> **Goal of the exercise**
Up to and including the line that contains "lessons.iter().filter(|lesson| self.matches(lesson)).collect()", repeat each line of the data exactly, starting from the first.
══ Data provided
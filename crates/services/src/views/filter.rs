use std::convert::Infallible;
use std::fmt;
use std::str::FromStr;

use lesson_core::model::Lesson;
use serde::Serialize;

/// Dashboard assignee selector.
#[derive(Debug, Clone, Default, PartialEq, Eq, Serialize)]
#[serde(rename_all = "camelCase")]
pub enum AssigneeFilter {
    #[default]
    All,
    Named(String),
}

impl AssigneeFilter {
    #[must_use]
    pub fn matches(&self, lesson: &Lesson) -> bool {
        match self {
            AssigneeFilter::All => true,
            AssigneeFilter::Named(name) => lesson.assignee() == name,
        }
    }

    /// Lessons passing the filter, in collection order.
    #[must_use]
    pub fn apply<'a>(&self, lessons: &'a [Lesson]) -> Vec<&'a Lesson> {
        lessons.iter().filter(|lesson| self.matches(lesson)).collect()
    }

    /// Keep the selection only while the assignee still exists.
    #[must_use]
    pub fn retain_within(self, options: &[String]) -> Self {
        match self {
            AssigneeFilter::Named(name) if !options.contains(&name) => AssigneeFilter::All,
            other => other,
        }
    }
}

impl FromStr for AssigneeFilter {
    type Err = Infallible;

    fn from_str(s: &str) -> Result<Self, Self::Err> {
        let s = s.trim();
        if s.is_empty() || s.eq_ignore_ascii_case("all") {
            Ok(Self::All)
        } else {
            Ok(Self::Named(s.to_owned()))
        }
    }
}

impl fmt::Display for AssigneeFilter {
    fn fmt(&self, f: &mut fmt::Formatter<'_>) -> fmt::Result {
        match self {
            AssigneeFilter::All => f.write_str("all"),
            AssigneeFilter::Named(name) => f.write_str(name),
        }
    }
}

/// Distinct non-empty assignee names in first-seen order.
#[must_use]
pub fn assignee_options(lessons: &[Lesson]) -> Vec<String> {
    let mut options: Vec<String> = Vec::new();
    for lesson in lessons {
        let name = lesson.assignee();
        if !name.is_empty() && !options.iter().any(|known| known == name) {
            options.push(name.to_owned());
        }
    }
    options
}

#[cfg(test)]
mod tests {
    use super::*;
    use lesson_core::model::{LessonFields, RowIndex, StepMap};
    use lesson_core::pipeline::PipelineDefinition;

    fn lessons(names: &[&str]) -> Vec<Lesson> {
        let pipeline = PipelineDefinition::standard();
        names
            .iter()
            .zip(2..)
            .map(|(name, row)| {
                let fields = LessonFields {
                    assignee: (*name).into(),
                    ..LessonFields::default()
                };
                Lesson::new(&pipeline, RowIndex::new(row), fields, StepMap::new(), StepMap::new())
                    .unwrap()
            })
            .collect()
    }

    #[test]
    fn options_are_distinct_in_first_seen_order() {
        let lessons = lessons(&["Ren", "", "Aoi", "Ren"]);
        assert_eq!(assignee_options(&lessons), vec!["Ren".to_owned(), "Aoi".to_owned()]);
    }

    #[test]
    fn vanished_assignee_falls_back_to_all() {
        let lessons = lessons(&["Ren"]);
        let options = assignee_options(&lessons);
        let filter = AssigneeFilter::Named("Mio".into()).retain_within(&options);
        assert_eq!(filter, AssigneeFilter::All);

        let kept = AssigneeFilter::Named("Ren".into()).retain_within(&options);
        assert_eq!(kept, AssigneeFilter::Named("Ren".into()));
    }

    #[test]
    fn named_filter_selects_matching_lessons() {
        let lessons = lessons(&["Ren", "Aoi", "Ren"]);
        let filter: AssigneeFilter = "Ren".parse().unwrap();
        let rows: Vec<u64> = filter
            .apply(&lessons)
            .iter()
            .map(|l| l.row_index().value())
            .collect();
        assert_eq!(rows, vec![2, 4]);
        assert_eq!("all".parse::<AssigneeFilter>().unwrap(), AssigneeFilter::All);
    }
}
════
> **Reply**
filename crates/services/src/views/filter.rs
use std::convert::Infallible;
use std::fmt;
use std::str::FromStr;

use lesson_core::model::Lesson;
use serde::Serialize;

/// Dashboard assignee selector.
#[derive(Debug, Clone, Default, PartialEq, Eq, Serialize)]
#[serde(rename_all = "camelCase")]
pub enum AssigneeFilter {
    #[default]
    All,
    Named(String),
}

impl AssigneeFilter {
    #[must_use]
    pub fn matches(&self, lesson: &Lesson) -> bool {
        match self {
            AssigneeFilter::All => true,
            AssigneeFilter::Named(name) => lesson.assignee() == name,
        }
    }

    /// Lessons passing the filter, in collection order.
    #[must_use]
    pub fn apply<'a>(&self, lessons: &'a [Lesson]) -> Vec<&'a Lesson> {
        lessons.iter().filter(|lesson| self.matches(lesson)).collect()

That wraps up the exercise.